-- YOUR INSTRUCTIONS --
Keeping each line intact, print the whole listing.

+ + + +

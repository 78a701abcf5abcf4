//! Subject detections reported by a detector.

use schemars::JsonSchema;
use serde::{Deserialize, Serialize};

/// One candidate subject region in one frame.
///
/// Box coordinates are fractions of the frame size (0.0 - 1.0);
/// `confidence` is the detector's score in the same range.
#[derive(Debug, Clone, Copy, PartialEq, Serialize, Deserialize, JsonSchema)]
pub struct Detection {
    pub x_min: f64,
    pub y_min: f64,
    pub box_w: f64,
    pub box_h: f64,
    pub confidence: f64,
}

impl Detection {
    pub fn new(x_min: f64, y_min: f64, box_w: f64, box_h: f64, confidence: f64) -> Self {
        Self {
            x_min,
            y_min,
            box_w,
            box_h,
            confidence,
        }
    }

    /// Horizontal center as a fraction of frame width.
    pub fn center_x(&self) -> f64 {
        self.x_min + self.box_w / 2.0
    }

    /// Vertical center as a fraction of frame height.
    pub fn center_y(&self) -> f64 {
        self.y_min + self.box_h / 2.0
    }

    /// Box area as a fraction of frame area.
    pub fn area(&self) -> f64 {
        self.box_w * self.box_h
    }

    /// Whether every field is finite and the box has positive extent.
    pub fn is_well_formed(&self) -> bool {
        [self.x_min, self.y_min, self.box_w, self.box_h, self.confidence]
            .iter()
            .all(|v| v.is_finite())
            && self.box_w > 0.0
            && self.box_h > 0.0
    }
}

+ + + +

-- EXERCISE ANSWER --
repository 78a701abcf5abcf4
//! Subject detections reported by a detector.

use schemars::JsonSchema;
use serde::{Deserialize, Serialize};

/// One candidate subject region in one frame.
///
/// Box coordinates are fractions of the frame size (0.0 - 1.0);
/// `confidence` is the detector's score in the same range.
#[derive(Debug, Clone, Copy, PartialEq, Serialize, Deserialize, JsonSchema)]
pub struct Detection {
    pub x_min: f64,
    pub y_min: f64,
    pub box_w: f64,
    pub box_h: f64,
    pub confidence: f64,
}

impl Detection {
    pub fn new(x_min: f64, y_min: f64, box_w: f64, box_h: f64, confidence: f64) -> Self {
        Self {
            x_min,
            y_min,
            box_w,
            box_h,
            confidence,
        }
    }

    /// Horizontal center as a fraction of frame width.
    pub fn center_x(&self) -> f64 {
        self.x_min + self.box_w / 2.0
    }

    /// Vertical center as a fraction of frame height.
    pub fn center_y(&self) -> f64 {
        self.y_min + self.box_h / 2.0
    }

    /// Box area as a fraction of frame area.
    pub fn area(&self) -> f64 {
        self.box_w * self.box_h
    }

    /// Whether every field is finite and the box has positive extent.
    pub fn is_well_formed(&self) -> bool {
        [self.x_min, self.y_min, self.box_w, self.box_h, self.confidence]
            .iter()
            .all(|v| v.is_finite())
            && self.box_w > 0.0
            && self.box_h > 0.0
    }
}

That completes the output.